# Favourite Foundation Skills in Theory & Practice



## Schutzhundgirl (Oct 26, 2006)

I would like to hear from everyone out there about what their favourite foundation skills resources are (books, dvds) for starting dogs in competitive agility. My first dog, currently competing in the masters level of AAC agility, did not have much of a foundation. Now I am starting a new dog, and realize how important a good foundation is. 

1. What foundation skills do you think are the most important?
2. What "non-equipment" work to you teach (i.e., directional cues, targeting, hind end awareness, etc)?
3. Favourite books, dvds? 

Also, there are some skills we teach that end up being not that useful after all, and then as we progress in our training, we sometimes think, "I wish I would have taken the time to teach _this_"

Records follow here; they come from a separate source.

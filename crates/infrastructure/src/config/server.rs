//! HTTP server configuration.

use serde::{Deserialize, Serialize};

/// HTTP server configuration
#[derive(Debug, Clone, Serialize, Deserialize)]
pub struct ServerConfig {
    /// Host to bind to
    #[serde(default = "default_host")]
    pub host: String,

    /// Port to bind to
    #[serde(default = "default_port")]
    pub port: u16,

    /// Allowed CORS origins (empty = allow all)
    #[serde(default)]
    pub allowed_origins: Vec<String>,

    /// Graceful shutdown timeout in seconds
    #[serde(default = "default_shutdown_timeout")]
    pub shutdown_timeout_secs: u64,
}

fn default_host() -> String {
    "127.0.0.1".to_string()
}

const fn default_port() -> u16 {
    3000
}

const fn default_shutdown_timeout() -> u64 {
    30
}

impl Default for ServerConfig {
    fn default() -> Self {
        Self {
            host: default_host(),
            port: default_port(),
            allowed_origins: Vec::new(),
            shutdown_timeout_secs: default_shutdown_timeout(),
        }
    }
}
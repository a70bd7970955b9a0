//! Region tag value object
//!
//! A two-letter country-code hint attached to a city name to
//! disambiguate upstream lookups.

use serde::{Deserialize, Serialize};
use std::fmt;

/// Country-code hint for a city name
#[derive(Debug, Clone, Copy, PartialEq, Eq, Hash, Serialize, Deserialize)]
#[serde(rename_all = "UPPERCASE")]
pub enum RegionTag {
    /// United States
    Us,
    /// India
    In,
    /// Not present in either membership set
    Unknown,
}

impl RegionTag {
    /// Two-letter upstream country code, if the region is known
    #[must_use]
    pub const fn country_code(&self) -> Option<&'static str> {
        match self {
            Self::Us => Some("US"),
            Self::In => Some("IN"),
            Self::Unknown => None,
        }
    }

    /// Whether this tag carries a usable country-code hint
    #[must_use]
    pub const fn is_known(&self) -> bool {
        !matches!(self, Self::Unknown)
    }
}

impl fmt::Display for RegionTag {
    fn fmt(&self, f: &mut fmt::Formatter<'_>) -> fmt::Result {
        f.write_str(self.country_code().unwrap_or("unknown"))
    }
}
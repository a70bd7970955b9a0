//! SQLite database configuration.

use serde::{Deserialize, Serialize};

/// SQLite database configuration
#[derive(Debug, Clone, Serialize, Deserialize)]
pub struct DatabaseConfig {
    /// Database file path, or `:memory:` for an in-memory database
    #[serde(default = "default_path")]
    pub path: String,

    /// Maximum pooled connections
    #[serde(default = "default_max_connections")]
    pub max_connections: u32,
}

fn default_path() -> String {
    "cityweather.db".to_string()
}

const fn default_max_connections() -> u32 {
    5
}

impl Default for DatabaseConfig {
    fn default() -> Self {
        Self {
            path: default_path(),
            max_connections: default_max_connections(),
        }
    }
}

impl DatabaseConfig {
    /// In-memory configuration for tests
    ///
    /// A single connection, since every in-memory connection is its own
    /// database.
    #[must_use]
    pub fn in_memory() -> Self {
        Self {
            path: ":memory:".to_string(),
            max_connections: 1,
        }
    }
}
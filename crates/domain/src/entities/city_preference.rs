//! City preference entity
//!
//! A user's saved city, with favorite flag and access bookkeeping.

use chrono::{DateTime, Utc};
use serde::{Deserialize, Serialize};

use crate::errors::DomainError;

/// A stored favorite-city preference
#[derive(Debug, Clone, Serialize, Deserialize)]
pub struct CityPreference {
    /// City name as entered by the user
    city_name: String,
    /// Two-letter country code (may be empty)
    country_code: String,
    /// Latitude in degrees
    latitude: f64,
    /// Longitude in degrees
    longitude: f64,
    /// Whether the user starred this city
    favorite: bool,
    /// When the row was first created
    created_at: DateTime<Utc>,
    /// When the row was last saved
    last_accessed: DateTime<Utc>,
}

impl CityPreference {
    /// Create a new preference, stamped with the current time
    ///
    /// # Errors
    ///
    /// Returns `DomainError::ValidationError` if the city name is blank.
    pub fn new(
        city_name: impl Into<String>,
        country_code: impl Into<String>,
        latitude: f64,
        longitude: f64,
        favorite: bool,
    ) -> Result<Self, DomainError> {
        let city_name = city_name.into();
        if city_name.trim().is_empty() {
            return Err(DomainError::ValidationError(
                "city name must not be empty".to_string(),
            ));
        }
        let now = Utc::now();
        Ok(Self {
            city_name,
            country_code: country_code.into(),
            latitude,
            longitude,
            favorite,
            created_at: now,
            last_accessed: now,
        })
    }

    /// Restore a preference from storage
    #[must_use]
    pub const fn restore(
        city_name: String,
        country_code: String,
        latitude: f64,
        longitude: f64,
        favorite: bool,
        created_at: DateTime<Utc>,
        last_accessed: DateTime<Utc>,
    ) -> Self {
        Self {
            city_name,
            country_code,
            latitude,
            longitude,
            favorite,
            created_at,
            last_accessed,
        }
    }

    /// Get the city name
    #[must_use]
    pub fn city_name(&self) -> &str {
        &self.city_name
    }

    /// Get the country code
    #[must_use]
    pub fn country_code(&self) -> &str {
        &self.country_code
    }

    /// Get the latitude
    #[must_use]
    pub const fn latitude(&self) -> f64 {
        self.latitude
    }

    /// Get the longitude
    #[must_use]
    pub const fn longitude(&self) -> f64 {
        self.longitude
    }

    /// Whether the user starred this city
    #[must_use]
    pub const fn is_favorite(&self) -> bool {
        self.favorite
    }

    /// Get the creation timestamp
    #[must_use]
    pub const fn created_at(&self) -> DateTime<Utc> {
        self.created_at
    }

    /// Get the last-accessed timestamp
    #[must_use]
    pub const fn last_accessed(&self) -> DateTime<Utc> {
        self.last_accessed
    }
}

#[cfg(test)]
mod tests {
    use super::*;

    #[test]
    fn new_stamps_both_timestamps() {
        let pref =
            CityPreference::new("Seattle", "US", 47.6062, -122.3321, true).expect("valid name");
        assert_eq!(pref.created_at(), pref.last_accessed());
        assert!(pref.is_favorite());
    }

    #[test]
    fn blank_city_name_rejected() {
        let err = CityPreference::new("   ", "US", 0.0, 0.0, false).unwrap_err();
        assert!(err.to_string().contains("city name"));
    }

    #[test]
    fn restore_preserves_timestamps() {
        let created = Utc::now() - chrono::Duration::days(3);
        let accessed = Utc::now();
        let pref = CityPreference::restore(
            "Pune".to_string(),
            "IN".to_string(),
            18.5204,
            73.8567,
            false,
            created,
            accessed,
        );
        assert_eq!(pref.created_at(), created);
        assert_eq!(pref.last_accessed(), accessed);
        assert!(!pref.is_favorite());
    }
}
//! Application state shared across handlers

use std::sync::Arc;

use application::{WeatherService, ports::PreferenceStore};

/// Shared application state
#[derive(Clone)]
pub struct AppState {
    /// Multi-target weather fetch orchestration
    pub weather_service: Arc<WeatherService>,
    /// Favorite-city preference storage
    pub preference_store: Arc<dyn PreferenceStore>,
}

impl std::fmt::Debug for AppState {
    fn fmt(&self, f: &mut std::fmt::Formatter<'_>) -> std::fmt::Result {
        f.debug_struct("AppState")
            .field("weather_service", &self.weather_service)
            .field("preference_store", &"<PreferenceStore>")
            .finish()
    }
}
//! Database connection management
//!
//! Provides SQLite connection pooling via r2d2.

use std::path::Path;

use r2d2::{Pool, PooledConnection};
use r2d2_sqlite::SqliteConnectionManager;
use rusqlite::Connection;
use thiserror::Error;
use tracing::{debug, info};

use crate::config::DatabaseConfig;

/// Database errors
#[derive(Debug, Error)]
pub enum DatabaseError {
    #[error("Connection pool error: {0}")]
    Pool(#[from] r2d2::Error),

    #[error("SQLite error: {0}")]
    Sqlite(#[from] rusqlite::Error),

    #[error("Migration error: {0}")]
    Migration(String),
}

/// SQLite connection pool type alias
pub type ConnectionPool = Pool<SqliteConnectionManager>;

/// Pooled connection type alias
pub type PooledConn = PooledConnection<SqliteConnectionManager>;

/// Create a new connection pool and run schema migrations
pub fn create_pool(config: &DatabaseConfig) -> Result<ConnectionPool, DatabaseError> {
    info!(path = %config.path, max_connections = config.max_connections, "Creating database connection pool");

    let manager = if config.path == ":memory:" {
        SqliteConnectionManager::memory()
    } else {
        if let Some(parent) = Path::new(&config.path).parent() {
            if !parent.as_os_str().is_empty() {
                std::fs::create_dir_all(parent).map_err(|e| {
                    DatabaseError::Migration(format!("Failed to create database directory: {e}"))
                })?;
            }
        }
        SqliteConnectionManager::file(&config.path)
    };

    let pool = Pool::builder()
        .max_size(config.max_connections)
        .build(manager)?;

    {
        let conn = pool.get()?;
        initialize_database(&conn)?;
        crate::persistence::migrations::run_migrations(&conn)?;
    }

    debug!("Database connection pool created successfully");
    Ok(pool)
}

/// Initialize database with basic settings
fn initialize_database(conn: &Connection) -> Result<(), DatabaseError> {
    conn.execute_batch(
        "
        PRAGMA foreign_keys = ON;
        PRAGMA journal_mode = WAL;
        PRAGMA synchronous = NORMAL;
        PRAGMA busy_timeout = 5000;
        ",
    )?;
    Ok(())
}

Would love to hear from those of you who perhaps spent a lot of time teaching certain things that ended up not being very useful after all, or some things you thought maybe were not that important that you wish you would've taken the time to teach.


----------



## LuvWorkingGSDs (Aug 24, 2008)

> Originally Posted By: SchutzhundGirlI would like to hear from everyone out there about what their favourite foundation skills resources are (books, dvds) for starting dogs in competitive agility. My first dog, currently competing in the masters level of AAC agility, did not have much of a foundation. Now I am starting a new dog, and realize how important a good foundation is.


The best resource I have found is a good instructor. I knew from the start that I wanted to compete in agility with my dog. I read various training books and took pre-agility classes in my area, but it wasn't until about a year ago when I found an awesome instructor that we made any real progress. Reading about it or watching it on a DVD is one thing, but having someone show you in person, tailoring it to your dog and pointing out what you as a handler need to do differently is just so much more useful to me.

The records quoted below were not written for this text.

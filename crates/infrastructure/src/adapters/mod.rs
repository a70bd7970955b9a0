//! Port adapters

mod weather_adapter;

pub use weather_adapter::WeatherAdapter;
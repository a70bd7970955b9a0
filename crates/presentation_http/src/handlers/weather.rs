//! Weather fetch handler

use application::{ApplicationError, WeatherQuery};
use axum::{Json, extract::State};
use domain::{GeoLocation, WeatherReport};
use serde::{Deserialize, Serialize};
use tracing::instrument;

use crate::{error::ApiError, state::AppState};

/// Request body for a weather fetch
#[derive(Debug, Clone, Deserialize)]
pub struct WeatherRequest {
    /// City names to look up
    #[serde(default)]
    pub cities: Vec<String>,
    /// Latitude for the current-location path
    pub latitude: Option<f64>,
    /// Longitude for the current-location path
    pub longitude: Option<f64>,
    /// Whether the coordinate pair should be used
    #[serde(default)]
    pub use_current_location: bool,
}

/// Weather fetch response
///
/// Logical failure is signaled through `success`, not the HTTP status.
#[derive(Debug, Clone, Serialize)]
pub struct WeatherResponse {
    pub weather_data: Vec<WeatherReport>,
    pub success: bool,
    #[serde(skip_serializing_if = "Option::is_none")]
    pub error_message: Option<String>,
}

/// Fetch current weather for the requested targets
///
/// POST /api/weather
#[instrument(skip(state, request), fields(cities = request.cities.len()))]
pub async fn get_weather(
    State(state): State<AppState>,
    Json(request): Json<WeatherRequest>,
) -> Result<Json<WeatherResponse>, ApiError> {
    let coordinates = match (request.latitude, request.longitude) {
        (Some(lat), Some(lon)) => Some(
            GeoLocation::new(lat, lon)
                .map_err(|e| ApiError::BadRequest(e.to_string()))?,
        ),
        _ => None,
    };

    let query = WeatherQuery {
        cities: request.cities,
        coordinates,
        use_current_location: request.use_current_location,
    };

    match state.weather_service.fetch(&query).await {
        Ok(reports) => Ok(Json(WeatherResponse {
            weather_data: reports,
            success: true,
            error_message: None,
        })),
        Err(err @ ApplicationError::NoWeatherData) => Ok(Json(WeatherResponse {
            weather_data: Vec::new(),
            success: false,
            error_message: Some(err.to_string()),
        })),
        Err(other) => Err(ApiError::from(other)),
    }
}

#[cfg(test)]
mod tests {
    use super::*;

    #[test]
    fn request_defaults_apply() {
        let request: WeatherRequest = serde_json::from_str("{}").expect("parse");
        assert!(request.cities.is_empty());
        assert!(request.latitude.is_none());
        assert!(!request.use_current_location);
    }

    #[test]
    fn request_parses_full_body() {
        let request: WeatherRequest = serde_json::from_str(
            r#"{
                "cities": ["New York", "Mumbai"],
                "latitude": 40.7128,
                "longitude": -74.006,
                "use_current_location": true
            }"#,
        )
        .expect("parse");
        assert_eq!(request.cities.len(), 2);
        assert!(request.use_current_location);
    }

    #[test]
    fn success_response_omits_error_message() {
        let response = WeatherResponse {
            weather_data: Vec::new(),
            success: true,
            error_message: None,
        };
        let json = serde_json::to_string(&response).expect("serialize");
        assert!(!json.contains("error_message"));
    }

    #[test]
    fn failure_response_carries_message() {
        let response = WeatherResponse {
            weather_data: Vec::new(),
            success: false,
            error_message: Some("No weather data found for the provided locations".to_string()),
        };
        let json = serde_json::to_string(&response).expect("serialize");
        assert!(json.contains("\"success\":false"));
        assert!(json.contains("No weather data found"));
    }
}
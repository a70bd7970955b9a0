//! Static city catalog
//!
//! A single compiled-in lookup table of known US and Indian cities,
//! used both for region classification of free-text city names and for
//! the city search endpoint. One table, so the classifier and search
//! can never disagree about which cities exist.

use crate::value_objects::RegionTag;

/// Minimum query length for a non-empty search result
pub const MIN_QUERY_LEN: usize = 2;

/// Maximum number of search results returned
pub const MAX_RESULTS: usize = 10;

/// One catalog row: display name, region tag, coordinates
#[derive(Debug, Clone, Copy, PartialEq)]
pub struct CityEntry {
    /// Display name, title case
    pub name: &'static str,
    /// Region the city belongs to
    pub region: RegionTag,
    /// Latitude in degrees
    pub latitude: f64,
    /// Longitude in degrees
    pub longitude: f64,
}

const fn us(name: &'static str, latitude: f64, longitude: f64) -> CityEntry {
    CityEntry {
        name,
        region: RegionTag::Us,
        latitude,
        longitude,
    }
}

const fn india(name: &'static str, latitude: f64, longitude: f64) -> CityEntry {
    CityEntry {
        name,
        region: RegionTag::In,
        latitude,
        longitude,
    }
}

/// The full catalog: 48 US cities followed by 50 Indian cities
pub static CITY_CATALOG: &[CityEntry] = &[
    us("New York", 40.7128, -74.0060),
    us("Los Angeles", 34.0522, -118.2437),
    us("Chicago", 41.8781, -87.6298),
    us("Houston", 29.7604, -95.3698),
    us("Phoenix", 33.4484, -112.0740),
    us("Philadelphia", 39.9526, -75.1652),
    us("San Antonio", 29.4241, -98.4936),
    us("San Diego", 32.7157, -117.1611),
    us("Dallas", 32.7767, -96.7970),
    us("San Jose", 37.3382, -121.8863),
    us("Austin", 30.2672, -97.7431),
    us("Jacksonville", 30.3322, -81.6557),
    us("Fort Worth", 32.7555, -97.3308),
    us("Columbus", 39.9612, -82.9988),
    us("Charlotte", 35.2271, -80.8431),
    us("San Francisco", 37.7749, -122.4194),
    us("Indianapolis", 39.7684, -86.1581),
    us("Seattle", 47.6062, -122.3321),
    us("Denver", 39.7392, -104.9903),
    us("Washington", 38.9072, -77.0369),
    us("Boston", 42.3601, -71.0589),
    us("El Paso", 31.7619, -106.4850),
    us("Detroit", 42.3314, -83.0458),
    us("Nashville", 36.1627, -86.7816),
    us("Portland", 45.5152, -122.6784),
    us("Memphis", 35.1495, -90.0490),
    us("Oklahoma City", 35.4676, -97.5164),
    us("Las Vegas", 36.1699, -115.1398),
    us("Louisville", 38.2527, -85.7585),
    us("Baltimore", 39.2904, -76.6122),
    us("Milwaukee", 43.0389, -87.9065),
    us("Albuquerque", 35.0844, -106.6504),
    us("Tucson", 32.2226, -110.9747),
    us("Fresno", 36.7378, -119.7871),
    us("Mesa", 33.4152, -111.8315),
    us("Sacramento", 38.5816, -121.4944),
    us("Atlanta", 33.7490, -84.3880),
    us("Kansas City", 39.0997, -94.5786),
    us("Colorado Springs", 38.8339, -104.8214),
    us("Miami", 25.7617, -80.1918),
    us("Raleigh", 35.7796, -78.6382),
    us("Omaha", 41.2565, -95.9345),
    us("Long Beach", 33.7701, -118.1937),
    us("Virginia Beach", 36.8529, -75.9780),
    us("Oakland", 37.8044, -122.2712),
    us("Minneapolis", 44.9778, -93.2650),
    us("Tulsa", 36.1540, -95.9928),
    us("Arlington", 32.7357, -97.1081),
    india("Mumbai", 19.0760, 72.8777),
    india("Delhi", 28.7041, 77.1025),
    india("Bangalore", 12.9716, 77.5946),
    india("Hyderabad", 17.3850, 78.4867),
    india("Ahmedabad", 23.0225, 72.5714),
    india("Chennai", 13.0827, 80.2707),
    india("Kolkata", 22.5726, 88.3639),
    india("Surat", 21.1702, 72.8311),
    india("Pune", 18.5204, 73.8567),
    india("Jaipur", 26.9124, 75.7873),
    india("Lucknow", 26.8467, 80.9462),
    india("Kanpur", 26.4499, 80.3319),
    india("Nagpur", 21.1458, 79.0882),
    india("Indore", 22.7196, 75.8577),
    india("Thane", 19.2183, 72.9781),
    india("Bhopal", 23.2599, 77.4126),
    india("Visakhapatnam", 17.6868, 83.2185),
    india("Pimpri-Chinchwad", 18.6298, 73.7997),
    india("Patna", 25.5941, 85.1376),
    india("Vadodara", 22.3072, 73.1812),
    india("Ghaziabad", 28.6692, 77.4538),
    india("Ludhiana", 30.9010, 75.8573),
    india("Agra", 27.1767, 78.0081),
    india("Nashik", 19.9975, 73.7898),
    india("Faridabad", 28.4089, 77.3178),
    india("Meerut", 28.9845, 77.7064),
    india("Rajkot", 22.3039, 70.8022),
    india("Kalyan-Dombivli", 19.2403, 73.1305),
    india("Vasai-Virar", 19.3919, 72.8397),
    india("Varanasi", 25.3176, 82.9739),
    india("Srinagar", 34.0837, 74.7973),
    india("Aurangabad", 19.8762, 75.3433),
    india("Dhanbad", 23.7957, 86.4304),
    india("Amritsar", 31.6340, 74.8723),
    india("Navi Mumbai", 19.0330, 73.0297),
    india("Allahabad", 25.4358, 81.8463),
    india("Ranchi", 23.3441, 85.3096),
    india("Howrah", 22.5958, 88.2636),
    india("Coimbatore", 11.0168, 76.9558),
    india("Jabalpur", 23.1815, 79.9864),
    india("Gwalior", 26.2183, 78.1828),
    india("Vijayawada", 16.5062, 80.6480),
    india("Jodhpur", 26.2389, 73.0243),
    india("Madurai", 9.9252, 78.1198),
    india("Raipur", 21.2514, 81.6296),
    india("Kota", 25.2138, 75.8648),
    india("Guwahati", 26.1445, 91.7362),
    india("Chandigarh", 30.7333, 76.7794),
    india("Solapur", 17.6599, 75.9064),
    india("Hubli-Dharwad", 15.3647, 75.1240),
];

/// Classify a free-text city name into a region tag
///
/// Trims and case-folds the input, then tests membership against the
/// catalog. Unmatched names classify as `RegionTag::Unknown`, which
/// callers treat as "look up by name alone".
#[must_use]
pub fn classify(name: &str) -> RegionTag {
    let needle = name.trim();
    CITY_CATALOG
        .iter()
        .find(|entry| entry.name.eq_ignore_ascii_case(needle))
        .map_or(RegionTag::Unknown, |entry| entry.region)
}

/// Case-insensitive substring search over catalog display names
///
/// Queries shorter than [`MIN_QUERY_LEN`] yield an empty result.
/// Matches are sorted alphabetically and capped at [`MAX_RESULTS`].
#[must_use]
pub fn search(query: &str) -> Vec<&'static CityEntry> {
    let query = query.trim();
    if query.len() < MIN_QUERY_LEN {
        return Vec::new();
    }

    let needle = query.to_ascii_lowercase();
    let mut matches: Vec<&'static CityEntry> = CITY_CATALOG
        .iter()
        .filter(|entry| entry.name.to_ascii_lowercase().contains(&needle))
        .collect();

    matches.sort_by(|a, b| a.name.cmp(b.name));
    matches.truncate(MAX_RESULTS);
    matches
}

Of course I think a lot of the things I did to prep my dog helped, but I didn't really begin to lay a strong foundation in agility until working with the right teacher.



> Originally Posted By: SchutzhundGirl1. What foundation skills do you think are the most important?


Shadow handling (aka handling on the flat) If you can't get your dog to follow and understand your cues without obstacles around, how on earth are you going to do it in the presence of lots of fun jumps and of course the infamous dog vacuum-sucking-tunnels!!!












> Originally Posted By: SchutzhundGirl2. What "non-equipment" work to you teach (i.e., directional cues, targeting, hind end awareness, etc)?


I did a lot of work with shaping different tricks to get my dog to understand how to use her body. (ala Sylvia Trkman) I also work ladders, have done wobble boards in the past and now do a lot of work with a flex ball. In retraining my dog's weaves with the Susan Garrett 2x2 method concurrently with increased flex ball work I have really seen the body awareness work become useful.

I just recently proofed my dog's directionals, so the jury is still out on how useful they will be! 



> Originally Posted By: SchutzhundGirl3. Favourite books, dvds?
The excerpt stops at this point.